═════ Task data

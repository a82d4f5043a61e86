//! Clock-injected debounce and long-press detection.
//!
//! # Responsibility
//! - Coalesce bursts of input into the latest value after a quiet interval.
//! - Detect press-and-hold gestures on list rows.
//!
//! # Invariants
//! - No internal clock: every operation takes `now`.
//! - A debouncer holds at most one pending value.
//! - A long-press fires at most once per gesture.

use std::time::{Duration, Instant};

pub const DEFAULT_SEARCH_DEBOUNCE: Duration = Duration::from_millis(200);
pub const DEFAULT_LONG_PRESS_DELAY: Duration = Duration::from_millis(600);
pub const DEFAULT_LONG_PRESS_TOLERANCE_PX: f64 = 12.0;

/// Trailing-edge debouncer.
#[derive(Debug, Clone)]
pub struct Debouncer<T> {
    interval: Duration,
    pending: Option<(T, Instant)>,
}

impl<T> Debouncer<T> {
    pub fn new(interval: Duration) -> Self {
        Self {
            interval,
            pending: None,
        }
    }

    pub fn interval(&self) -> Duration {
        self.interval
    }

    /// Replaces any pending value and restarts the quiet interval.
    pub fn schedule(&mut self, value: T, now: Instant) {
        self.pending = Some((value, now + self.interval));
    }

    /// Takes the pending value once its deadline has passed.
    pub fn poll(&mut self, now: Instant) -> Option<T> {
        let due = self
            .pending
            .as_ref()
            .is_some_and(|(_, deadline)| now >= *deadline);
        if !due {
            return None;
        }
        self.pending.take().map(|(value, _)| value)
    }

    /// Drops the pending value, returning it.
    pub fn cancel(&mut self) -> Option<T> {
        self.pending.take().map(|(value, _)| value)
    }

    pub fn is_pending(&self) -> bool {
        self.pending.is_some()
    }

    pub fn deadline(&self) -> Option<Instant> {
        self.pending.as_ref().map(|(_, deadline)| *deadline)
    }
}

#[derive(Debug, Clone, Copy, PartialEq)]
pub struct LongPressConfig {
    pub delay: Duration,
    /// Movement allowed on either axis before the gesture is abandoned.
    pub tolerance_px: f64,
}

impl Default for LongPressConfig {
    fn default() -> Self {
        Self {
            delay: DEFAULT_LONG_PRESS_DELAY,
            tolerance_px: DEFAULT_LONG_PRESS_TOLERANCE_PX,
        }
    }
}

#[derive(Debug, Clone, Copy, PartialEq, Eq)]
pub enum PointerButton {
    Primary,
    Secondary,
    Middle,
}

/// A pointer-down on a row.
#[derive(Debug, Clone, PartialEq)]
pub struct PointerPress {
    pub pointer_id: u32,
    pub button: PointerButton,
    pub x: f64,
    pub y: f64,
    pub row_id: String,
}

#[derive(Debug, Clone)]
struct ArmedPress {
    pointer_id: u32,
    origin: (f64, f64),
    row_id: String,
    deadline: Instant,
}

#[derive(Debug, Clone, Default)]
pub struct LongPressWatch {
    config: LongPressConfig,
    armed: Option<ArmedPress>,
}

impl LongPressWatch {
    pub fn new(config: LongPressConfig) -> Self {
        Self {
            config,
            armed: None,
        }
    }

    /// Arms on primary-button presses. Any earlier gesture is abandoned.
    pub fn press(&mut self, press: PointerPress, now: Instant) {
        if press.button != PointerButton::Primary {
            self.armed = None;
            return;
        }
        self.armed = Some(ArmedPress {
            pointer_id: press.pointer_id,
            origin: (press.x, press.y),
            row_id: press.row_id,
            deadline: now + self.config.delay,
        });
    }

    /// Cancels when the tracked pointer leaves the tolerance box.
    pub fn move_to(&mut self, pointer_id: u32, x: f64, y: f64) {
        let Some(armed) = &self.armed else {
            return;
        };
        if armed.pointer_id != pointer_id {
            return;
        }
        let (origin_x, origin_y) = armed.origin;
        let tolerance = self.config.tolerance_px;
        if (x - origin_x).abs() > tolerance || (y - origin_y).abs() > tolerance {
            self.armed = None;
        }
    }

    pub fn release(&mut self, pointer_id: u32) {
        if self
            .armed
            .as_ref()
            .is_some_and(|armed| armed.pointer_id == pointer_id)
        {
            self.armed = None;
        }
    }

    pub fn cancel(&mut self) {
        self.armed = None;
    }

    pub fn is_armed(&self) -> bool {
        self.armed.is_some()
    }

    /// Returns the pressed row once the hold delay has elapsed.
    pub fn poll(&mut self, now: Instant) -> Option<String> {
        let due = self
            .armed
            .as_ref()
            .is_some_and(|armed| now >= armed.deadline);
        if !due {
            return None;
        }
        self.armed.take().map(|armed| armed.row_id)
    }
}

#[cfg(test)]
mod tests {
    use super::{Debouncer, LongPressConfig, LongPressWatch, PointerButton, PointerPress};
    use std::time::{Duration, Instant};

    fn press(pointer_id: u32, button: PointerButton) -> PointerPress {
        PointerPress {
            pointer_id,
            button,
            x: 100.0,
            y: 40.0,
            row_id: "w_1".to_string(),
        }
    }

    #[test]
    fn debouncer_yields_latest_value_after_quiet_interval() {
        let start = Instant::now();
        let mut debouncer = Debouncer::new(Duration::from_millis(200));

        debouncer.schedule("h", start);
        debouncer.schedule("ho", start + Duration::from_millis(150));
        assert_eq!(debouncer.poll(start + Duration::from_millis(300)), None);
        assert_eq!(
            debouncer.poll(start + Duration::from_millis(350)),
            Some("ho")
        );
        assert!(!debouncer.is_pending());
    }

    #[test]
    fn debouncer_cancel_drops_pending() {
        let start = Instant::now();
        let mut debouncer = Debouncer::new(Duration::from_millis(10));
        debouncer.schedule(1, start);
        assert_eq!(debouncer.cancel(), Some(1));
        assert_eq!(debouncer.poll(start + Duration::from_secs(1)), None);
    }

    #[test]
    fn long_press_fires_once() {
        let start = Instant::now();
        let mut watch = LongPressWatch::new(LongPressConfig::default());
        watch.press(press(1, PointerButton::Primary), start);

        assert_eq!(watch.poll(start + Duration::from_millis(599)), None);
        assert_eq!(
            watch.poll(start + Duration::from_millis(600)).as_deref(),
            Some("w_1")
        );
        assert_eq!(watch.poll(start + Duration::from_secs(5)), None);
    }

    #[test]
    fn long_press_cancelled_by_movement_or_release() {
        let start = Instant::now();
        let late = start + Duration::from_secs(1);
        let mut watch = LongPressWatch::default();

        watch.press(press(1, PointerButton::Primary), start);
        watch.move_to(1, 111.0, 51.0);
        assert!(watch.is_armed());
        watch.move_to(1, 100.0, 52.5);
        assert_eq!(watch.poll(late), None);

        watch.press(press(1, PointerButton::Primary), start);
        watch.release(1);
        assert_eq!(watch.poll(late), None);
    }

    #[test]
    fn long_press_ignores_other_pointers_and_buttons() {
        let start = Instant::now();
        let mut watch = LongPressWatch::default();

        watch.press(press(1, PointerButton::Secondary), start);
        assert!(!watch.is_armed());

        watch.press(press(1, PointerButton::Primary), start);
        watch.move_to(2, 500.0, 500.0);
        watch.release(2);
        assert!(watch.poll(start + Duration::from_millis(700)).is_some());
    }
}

══════════

◆ **About this task**: Write every line of the material out again exactly.

◆ **Answer below**:
repository a82d4f5043a61e86
//! Clock-injected debounce and long-press detection.
//!
//! # Responsibility
//! - Coalesce bursts of input into the latest value after a quiet interval.
//! - Detect press-and-hold gestures on list rows.
//!
//! # Invariants
//! - No internal clock: every operation takes `now`.
//! - A debouncer holds at most one pending value.
//! - A long-press fires at most once per gesture.

use std::time::{Duration, Instant};

pub const DEFAULT_SEARCH_DEBOUNCE: Duration = Duration::from_millis(200);
pub const DEFAULT_LONG_PRESS_DELAY: Duration = Duration::from_millis(600);
pub const DEFAULT_LONG_PRESS_TOLERANCE_PX: f64 = 12.0;

/// Trailing-edge debouncer.
#[derive(Debug, Clone)]
pub struct Debouncer<T> {
    interval: Duration,
    pending: Option<(T, Instant)>,
}

impl<T> Debouncer<T> {
    pub fn new(interval: Duration) -> Self {
        Self {
            interval,
            pending: None,
        }
    }

    pub fn interval(&self) -> Duration {
        self.interval
    }

    /// Replaces any pending value and restarts the quiet interval.
    pub fn schedule(&mut self, value: T, now: Instant) {
        self.pending = Some((value, now + self.interval));
    }

    /// Takes the pending value once its deadline has passed.
    pub fn poll(&mut self, now: Instant) -> Option<T> {
        let due = self
            .pending
            .as_ref()
            .is_some_and(|(_, deadline)| now >= *deadline);
        if !due {
            return None;
        }
        self.pending.take().map(|(value, _)| value)
    }

    /// Drops the pending value, returning it.
    pub fn cancel(&mut self) -> Option<T> {
        self.pending.take().map(|(value, _)| value)
    }

    pub fn is_pending(&self) -> bool {
        self.pending.is_some()
    }

    pub fn deadline(&self) -> Option<Instant> {
        self.pending.as_ref().map(|(_, deadline)| *deadline)
    }
}

#[derive(Debug, Clone, Copy, PartialEq)]
pub struct LongPressConfig {
    pub delay: Duration,
    /// Movement allowed on either axis before the gesture is abandoned.
    pub tolerance_px: f64,
}

impl Default for LongPressConfig {
    fn default() -> Self {
        Self {
            delay: DEFAULT_LONG_PRESS_DELAY,
            tolerance_px: DEFAULT_LONG_PRESS_TOLERANCE_PX,
        }
    }
}

#[derive(Debug, Clone, Copy, PartialEq, Eq)]
pub enum PointerButton {
    Primary,
    Secondary,
    Middle,
}

/// A pointer-down on a row.
#[derive(Debug, Clone, PartialEq)]
pub struct PointerPress {
    pub pointer_id: u32,
    pub button: PointerButton,
    pub x: f64,
    pub y: f64,
    pub row_id: String,
}

#[derive(Debug, Clone)]
struct ArmedPress {
    pointer_id: u32,
    origin: (f64, f64),
    row_id: String,
    deadline: Instant,
}

#[derive(Debug, Clone, Default)]
pub struct LongPressWatch {
    config: LongPressConfig,
    armed: Option<ArmedPress>,
}

impl LongPressWatch {
    pub fn new(config: LongPressConfig) -> Self {
        Self {
            config,
            armed: None,
        }
    }

    /// Arms on primary-button presses. Any earlier gesture is abandoned.
    pub fn press(&mut self, press: PointerPress, now: Instant) {
        if press.button != PointerButton::Primary {
            self.armed = None;
            return;
        }
        self.armed = Some(ArmedPress {
            pointer_id: press.pointer_id,
            origin: (press.x, press.y),
            row_id: press.row_id,
            deadline: now + self.config.delay,
        });
    }

    /// Cancels when the tracked pointer leaves the tolerance box.
    pub fn move_to(&mut self, pointer_id: u32, x: f64, y: f64) {
        let Some(armed) = &self.armed else {
            return;
        };
        if armed.pointer_id != pointer_id {
            return;
        }
        let (origin_x, origin_y) = armed.origin;
        let tolerance = self.config.tolerance_px;
        if (x - origin_x).abs() > tolerance || (y - origin_y).abs() > tolerance {
            self.armed = None;
        }
    }

    pub fn release(&mut self, pointer_id: u32) {
        if self
            .armed
            .as_ref()
            .is_some_and(|armed| armed.pointer_id == pointer_id)
        {
            self.armed = None;
        }
    }

    pub fn cancel(&mut self) {
        self.armed = None;
    }

    pub fn is_armed(&self) -> bool {
        self.armed.is_some()
    }

    /// Returns the pressed row once the hold delay has elapsed.
    pub fn poll(&mut self, now: Instant) -> Option<String> {
        let due = self
            .armed
            .as_ref()
            .is_some_and(|armed| now >= armed.deadline);
        if !due {
            return None;
        }
        self.armed.take().map(|armed| armed.row_id)
    }
}

#[cfg(test)]
mod tests {
    use super::{Debouncer, LongPressConfig, LongPressWatch, PointerButton, PointerPress};
    use std::time::{Duration, Instant};

    fn press(pointer_id: u32, button: PointerButton) -> PointerPress {
        PointerPress {
            pointer_id,
            button,
            x: 100.0,
            y: 40.0,
            row_id: "w_1".to_string(),
        }
    }

    #[test]
    fn debouncer_yields_latest_value_after_quiet_interval() {
        let start = Instant::now();
        let mut debouncer = Debouncer::new(Duration::from_millis(200));

        debouncer.schedule("h", start);
        debouncer.schedule("ho", start + Duration::from_millis(150));
        assert_eq!(debouncer.poll(start + Duration::from_millis(300)), None);
        assert_eq!(
            debouncer.poll(start + Duration::from_millis(350)),
            Some("ho")
        );
        assert!(!debouncer.is_pending());
    }

    #[test]
    fn debouncer_cancel_drops_pending() {
        let start = Instant::now();
        let mut debouncer = Debouncer::new(Duration::from_millis(10));
        debouncer.schedule(1, start);
        assert_eq!(debouncer.cancel(), Some(1));
        assert_eq!(debouncer.poll(start + Duration::from_secs(1)), None);
    }

    #[test]
    fn long_press_fires_once() {
        let start = Instant::now();
        let mut watch = LongPressWatch::new(LongPressConfig::default());
        watch.press(press(1, PointerButton::Primary), start);

        assert_eq!(watch.poll(start + Duration::from_millis(599)), None);
        assert_eq!(
            watch.poll(start + Duration::from_millis(600)).as_deref(),
            Some("w_1")
        );
        assert_eq!(watch.poll(start + Duration::from_secs(5)), None);
    }

    #[test]
    fn long_press_cancelled_by_movement_or_release() {
        let start = Instant::now();
        let late = start + Duration::from_secs(1);
        let mut watch = LongPressWatch::default();

        watch.press(press(1, PointerButton::Primary), start);
        watch.move_to(1, 111.0, 51.0);
        assert!(watch.is_armed());
        watch.move_to(1, 100.0, 52.5);
        assert_eq!(watch.poll(late), None);

        watch.press(press(1, PointerButton::Primary), start);
        watch.release(1);
        assert_eq!(watch.poll(late), None);
    }

    #[test]
    fn long_press_ignores_other_pointers_and_buttons() {
        let start = Instant::now();
        let mut watch = LongPressWatch::default();

        watch.press(press(1, PointerButton::Secondary), start);
        assert!(!watch.is_armed());

        watch.press(press(1, PointerButton::Primary), start);
        watch.move_to(2, 500.0, 500.0);
        watch.release(2);
        assert!(watch.poll(start + Duration::from_millis(700)).is_some());
    }
}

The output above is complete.